Vertex labels and the per-vertex neighbor list order in data.flowers
are preserved exactly, so :func:parse_p_file ∘ :func:write_p_file
round-trips losslessly (modulo float precision).
Source code in pleat/io.py
load_circlepack ¶
Load a CirclePack .p file into an :class:EuclideanPositionHEG.
Populates v['pos'] and v['radius'] on every vertex when the file
provides RADII (and CENTERS, where applicable). For hyperbolic packings
the file's RADII are interpreted as x-radii; the returned graph stores
the corresponding euclidean (Poincaré-disk) center and radius, matching
:func:pleat.circle_packing.pack_hyperbolic's output convention.
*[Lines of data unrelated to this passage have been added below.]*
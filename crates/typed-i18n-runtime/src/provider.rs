use std::sync::Arc;

use serde_json::{Map, Value as Tree};
use sha2::{Digest, Sha256};
use tracing::{debug, trace};
use typed_i18n_core::{KeyPath, LocaleData, LocaleEntry, Operation, OperationSpec, Template};

use crate::error::{Expected, LoadResult, ValidationError};
use crate::parser::TreeParser;
use crate::source::ByteSource;

/// A language whose data passed validation.
#[derive(Debug, Clone, PartialEq, Eq)]
pub struct PreparedLanguage {
    locale: String,
    data: Arc<LocaleData>,
    digest: [u8; 32],
}

impl PreparedLanguage {
    pub fn new(locale: impl Into<String>, data: LocaleData, digest: [u8; 32]) -> Self {
        Self {
            locale: locale.into(),
            data: Arc::new(data),
            digest,
        }
    }

    pub fn locale(&self) -> &str {
        &self.locale
    }

    pub fn data(&self) -> &Arc<LocaleData> {
        &self.data
    }

    /// SHA-256 of the raw bytes the data was validated from.
    pub fn digest(&self) -> [u8; 32] {
        self.digest
    }

    pub fn digest_hex(&self) -> String {
        format!("sha256:{}", hex::encode(self.digest))
    }
}

#[derive(Debug, Clone, Copy, PartialEq, Eq)]
pub enum ErrorMode {
    FirstError,
    CollectAll,
}

/// Fetches, parses and checks locale data against an [`OperationSpec`].
pub struct ValidatingProvider<S, P> {
    source: S,
    parser: P,
    spec: Arc<OperationSpec>,
}

impl<S, P> ValidatingProvider<S, P>
where
    S: ByteSource,
    P: TreeParser,
{
    pub fn new(source: S, parser: P, spec: impl Into<Arc<OperationSpec>>) -> Self {
        Self {
            source,
            parser,
            spec: spec.into(),
        }
    }

    pub fn spec(&self) -> &Arc<OperationSpec> {
        &self.spec
    }

    pub fn source(&self) -> &S {
        &self.source
    }

    /// Loads one locale, stopping at the first problem found.
    pub async fn load(&self, locale: &str) -> LoadResult<PreparedLanguage> {
        let (tree, digest) = self.fetch_tree(locale).await?;
        match self.validate_tree(locale, &tree, ErrorMode::FirstError) {
            Ok(data) => Ok(PreparedLanguage::new(locale, data, digest)),
            Err(mut errors) => Err(errors.swap_remove(0)),
        }
    }

    /// Loads one locale and reports every problem instead of the first.
    pub async fn diagnose(&self, locale: &str) -> Vec<ValidationError> {
        match self.fetch_tree(locale).await {
            Ok((tree, _)) => self
                .validate_tree(locale, &tree, ErrorMode::CollectAll)
                .err()
                .unwrap_or_default(),
            Err(err) => vec![err],
        }
    }

    /// Walks an already parsed tree. On failure the list is never empty.
    pub fn validate_tree(
        &self,
        locale: &str,
        tree: &Tree,
        mode: ErrorMode,
    ) -> Result<LocaleData, Vec<ValidationError>> {
        let mut walk = Walk {
            locale,
            mode,
            errors: Vec::new(),
        };
        let root = KeyPath::root();
        let data = match tree {
            Tree::Object(map) => walk.group(&self.spec, map, &root),
            _ => {
                walk.report(ValidationError::TypeMismatch {
                    locale: locale.to_string(),
                    path: root,
                    expected: Expected::Group,
                });
                None
            }
        };
        match data {
            Some(data) if walk.errors.is_empty() => Ok(data),
            _ => Err(walk.errors),
        }
    }

    async fn fetch_tree(&self, locale: &str) -> LoadResult<(Tree, [u8; 32])> {
        let bytes = self
            .source
            .fetch(locale)
            .await
            .map_err(|err| ValidationError::SourceUnavailable {
                locale: locale.to_string(),
                message: err.to_string(),
            })?;
        debug!(locale, bytes = bytes.len(), "fetched locale source");
        let digest: [u8; 32] = Sha256::digest(&bytes).into();
        let tree = self
            .parser
            .parse(&bytes)
            .map_err(|err| ValidationError::MalformedInput {
                locale: locale.to_string(),
                message: err.to_string(),
            })?;
        Ok((tree, digest))
    }
}

struct Walk<'a> {
    locale: &'a str,
    mode: ErrorMode,
    errors: Vec<ValidationError>,
}

impl Walk<'_> {
    fn group(
        &mut self,
        spec: &OperationSpec,
        tree: &Map<String, Tree>,
        path: &KeyPath,
    ) -> Option<LocaleData> {
        let mut entries = Vec::with_capacity(spec.len());
        for (name, operation) in spec.entries() {
            let entry_path = path.child(name);
            let Some(node) = tree.get(name) else {
                self.report(ValidationError::MissingKey {
                    locale: self.locale.to_string(),
                    path: entry_path,
                });
                if self.should_stop() {
                    return None;
                }
                continue;
            };
            let entry = match (operation, node) {
                (Operation::Group(child), Tree::Object(map)) => self
                    .group(child, map, &entry_path)
                    .map(|data| LocaleEntry::Group(Arc::new(data))),
                (Operation::Group(_), _) => {
                    self.mismatch(entry_path, Expected::Group);
                    None
                }
                (Operation::Leaf(leaf), Tree::String(text)) => {
                    let template = Template::parse(text.as_str());
                    let mut clean = true;
                    for token in template.placeholders() {
                        if leaf.declares(token) {
                            continue;
                        }
                        clean = false;
                        self.report(ValidationError::UnknownPlaceholder {
                            locale: self.locale.to_string(),
                            path: entry_path.clone(),
                            token: token.to_string(),
                        });
                        if self.should_stop() {
                            break;
                        }
                    }
                    clean.then_some(LocaleEntry::Template(template))
                }
                (Operation::Leaf(_), _) => {
                    self.mismatch(entry_path, Expected::String);
                    None
                }
            };
            if self.should_stop() {
                return None;
            }
            if let Some(entry) = entry {
                entries.push((name.to_string(), entry));
            }
        }

        for key in tree.keys().filter(|key| spec.get(key.as_str()).is_none()) {
            trace!(locale = self.locale, path = %path.child(key), "ignoring unknown key");
        }

        (entries.len() == spec.len()).then(|| entries.into_iter().collect())
    }

    fn mismatch(&mut self, path: KeyPath, expected: Expected) {
        self.report(ValidationError::TypeMismatch {
            locale: self.locale.to_string(),
            path,
            expected,
        });
    }

    fn report(&mut self, error: ValidationError) {
        self.errors.push(error);
    }

    fn should_stop(&self) -> bool {
        self.mode == ErrorMode::FirstError && !self.errors.is_empty()
    }
}
use std::path::PathBuf;

use thiserror::Error;
use typed_i18n_runtime::{
    CallError, KeyPath, Manager, Operation, ParamType, SourceFormat, ValidationError, Value,
};

use crate::error::CliError;
use crate::project::Project;

#[derive(Debug, Error)]
pub enum RenderCommandError {
    #[error("config error: {0}")]
    Config(#[from] CliError),
    #[error(transparent)]
    Load(#[from] ValidationError),
    #[error(transparent)]
    Call(#[from] CallError),
    #[error("invalid key {0:?}")]
    InvalidKey(String),
    #[error("{0} is not an operation")]
    NotAnOperation(String),
    #[error("argument {name}: {message}")]
    Argument { name: String, message: String },
}

#[derive(Debug, Clone)]
pub struct RenderOptions {
    pub locale: Option<String>,
    pub key: String,
    pub args: Vec<(String, String)>,
    pub format: Option<SourceFormat>,
    pub config_path: PathBuf,
}

pub async fn run_render(options: &RenderOptions) -> Result<String, RenderCommandError> {
    let project = Project::load(&options.config_path, options.format)?;
    let locale = options
        .locale
        .clone()
        .unwrap_or_else(|| project.config.default_locale.clone());

    let path = KeyPath::new(options.key.as_str())
        .map_err(|_| RenderCommandError::InvalidKey(options.key.clone()))?;
    let leaf = match project.spec.lookup(&path) {
        Some(Operation::Leaf(leaf)) => leaf.clone(),
        _ => return Err(RenderCommandError::NotAnOperation(options.key.clone())),
    };
    let mut values = Vec::with_capacity(leaf.params().len());
    for param in leaf.params() {
        let raw = options
            .args
            .iter()
            .find(|(name, _)| *name == param.name)
            .map(|(_, value)| value.as_str())
            .ok_or_else(|| RenderCommandError::Argument {
                name: param.name.clone(),
                message: "missing".to_string(),
            })?;
        values.push(coerce(&param.name, param.ty, raw)?);
    }
    if let Some((name, _)) = options.args.iter().find(|(name, _)| !leaf.declares(name)) {
        return Err(RenderCommandError::Argument {
            name: name.clone(),
            message: format!("not declared by {path}"),
        });
    }

    let manager = Manager::new(project.provider());
    manager.prepare([locale.as_str()]).await?;
    let translator = manager.language(&locale)?;
    Ok(translator.call_at(path.as_str(), &values)?)
}

fn coerce(name: &str, ty: ParamType, raw: &str) -> Result<Value, RenderCommandError> {
    let invalid = || RenderCommandError::Argument {
        name: name.to_string(),
        message: format!("expected {ty}, got {raw:?}"),
    };
    match ty {
        ParamType::Str => Ok(Value::from(raw)),
        ParamType::Int => raw.parse::<i64>().map(Value::Int).map_err(|_| invalid()),
        ParamType::Float => raw.parse::<f64>().map(Value::Float).map_err(|_| invalid()),
        ParamType::Bool => raw.parse::<bool>().map(Value::Bool).map_err(|_| invalid()),
    }
}
use std::path::PathBuf;

use thiserror::Error;
use typed_i18n_runtime::SourceFormat;

use crate::command_render::{RenderCommandError, RenderOptions, run_render};
use crate::command_validate::{ValidateCommandError, ValidateOptions, run_validate};

const DEFAULT_CONFIG: &str = "typed-i18n.toml";

#[derive(Debug, Error)]
pub enum CliAppError {
    #[error("{0}")]
    Usage(String),
    #[error(transparent)]
    Validate(#[from] ValidateCommandError),
    #[error(transparent)]
    Render(#[from] RenderCommandError),
}

pub async fn run() -> Result<(), CliAppError> {
    let mut args = std::env::args().skip(1);
    let command = args.next().ok_or_else(|| CliAppError::Usage(usage()))?;
    match command.as_str() {
        "validate" => {
            let options = parse_validate_options(args.collect())?;
            let diagnostics = run_validate(&options).await?;
            for diagnostic in &diagnostics {
                eprintln!("{diagnostic}");
            }
            if diagnostics.is_empty() {
                Ok(())
            } else {
                Err(ValidateCommandError::Failed(diagnostics.len()).into())
            }
        }
        "render" => {
            let options = parse_render_options(args.collect())?;
            let output = run_render(&options).await?;
            println!("{output}");
            Ok(())
        }
        _ => Err(CliAppError::Usage(usage())),
    }
}

fn parse_validate_options(args: Vec<String>) -> Result<ValidateOptions, CliAppError> {
    let mut locales = Vec::new();
    let mut format = None;
    let mut config_path = PathBuf::from(DEFAULT_CONFIG);
    let mut iter = args.into_iter();
    while let Some(arg) = iter.next() {
        match arg.as_str() {
            "--locale" => locales.push(next_value("--locale", &mut iter)?),
            "--format" => format = Some(parse_format(&next_value("--format", &mut iter)?)?),
            "--config" => config_path = PathBuf::from(next_value("--config", &mut iter)?),
            "--help" | "-h" => return Err(CliAppError::Usage(usage())),
            _ => return Err(CliAppError::Usage(usage())),
        }
    }
    Ok(ValidateOptions {
        locales,
        format,
        config_path,
    })
}

fn parse_render_options(args: Vec<String>) -> Result<RenderOptions, CliAppError> {
    let mut locale = None;
    let mut key = None;
    let mut values = Vec::new();
    let mut format = None;
    let mut config_path = PathBuf::from(DEFAULT_CONFIG);
    let mut iter = args.into_iter();
    while let Some(arg) = iter.next() {
        match arg.as_str() {
            "--locale" => locale = Some(next_value("--locale", &mut iter)?),
            "--key" => key = Some(next_value("--key", &mut iter)?),
            "--format" => format = Some(parse_format(&next_value("--format", &mut iter)?)?),
            "--arg" => {
                let pair = next_value("--arg", &mut iter)?;
                let (name, value) = pair.split_once('=').ok_or_else(|| {
                    CliAppError::Usage(format!("--arg expects name=value\n\n{}", usage()))
                })?;
                values.push((name.to_string(), value.to_string()));
            }
            "--config" => config_path = PathBuf::from(next_value("--config", &mut iter)?),
            "--help" | "-h" => return Err(CliAppError::Usage(usage())),
            _ => return Err(CliAppError::Usage(usage())),
        }
    }
    let key = key.ok_or_else(|| CliAppError::Usage(usage()))?;
    Ok(RenderOptions {
        locale,
        key,
        args: values,
        format,
        config_path,
    })
}

fn next_value(flag: &str, iter: &mut impl Iterator<Item = String>) -> Result<String, CliAppError> {
    iter.next()
        .ok_or_else(|| CliAppError::Usage(format!("{flag} requires a value\n\n{}", usage())))
}

fn parse_format(name: &str) -> Result<SourceFormat, CliAppError> {
    SourceFormat::from_name(name).ok_or_else(|| {
        CliAppError::Usage(format!("unknown format {name:?}, expected json or toml\n\n{}", usage()))
    })
}

fn usage() -> String {
    "usage: typed-i18n validate [--locale <code>...] [--format json|toml] [--config <path>]\n       typed-i18n render --key <dotted.path> [--locale <code>] [--arg <name>=<value>...] [--format json|toml] [--config <path>]".to_string()
}
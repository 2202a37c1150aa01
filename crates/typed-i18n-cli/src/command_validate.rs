use std::path::PathBuf;

use thiserror::Error;
use tracing::info;
use typed_i18n_runtime::{SourceError, SourceFormat};

use crate::diagnostic::Diagnostic;
use crate::error::CliError;
use crate::project::Project;

#[derive(Debug, Error)]
pub enum ValidateCommandError {
    #[error("config error: {0}")]
    Config(#[from] CliError),
    #[error("cannot list locales: {0}")]
    Discover(#[from] SourceError),
    #[error("no locales to validate")]
    NoLocales,
    #[error("validation failed with {0} diagnostics")]
    Failed(usize),
}

#[derive(Debug, Clone)]
pub struct ValidateOptions {
    pub locales: Vec<String>,
    pub format: Option<SourceFormat>,
    pub config_path: PathBuf,
}

/// Checks each locale against the project spec, reporting every problem
/// rather than the first one per locale.
pub async fn run_validate(options: &ValidateOptions) -> Result<Vec<Diagnostic>, ValidateCommandError> {
    let project = Project::load(&options.config_path, options.format)?;
    let locales = if options.locales.is_empty() {
        project.source().discover().await?
    } else {
        options.locales.clone()
    };
    if locales.is_empty() {
        return Err(ValidateCommandError::NoLocales);
    }

    let provider = project.provider();
    let mut diagnostics = Vec::new();
    for locale in &locales {
        let errors = provider.diagnose(locale).await;
        info!(locale = locale.as_str(), errors = errors.len(), "validated locale");
        diagnostics.extend(errors.iter().map(Diagnostic::from));
    }
    Ok(diagnostics)
}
If a
hyperbolic file omits CENTERS, the layout is computed via
:func:pleat.circle_packing._layout_hyperbolic.
The returned graph's geometry is set to :class:EuclideanGeometry or
:class:PoincareDiskModel based on the file's GEOMETRY line; unknown or
missing values default to :class:EuclideanGeometry.
Source code in pleat/io.py
save_circlepack ¶
Save an :class:EuclideanPositionHEG to a CirclePack .p file.
Emits FLOWERS for the triangulation, plus RADII / CENTERS if every vertex
has radius / pos attributes, plus GEOMETRY based on G.geometry.
Hyperbolic packings (G.geometry is PoincareDiskModel) are emitted with
x-radii in the RADII section, matching CirclePack's convention.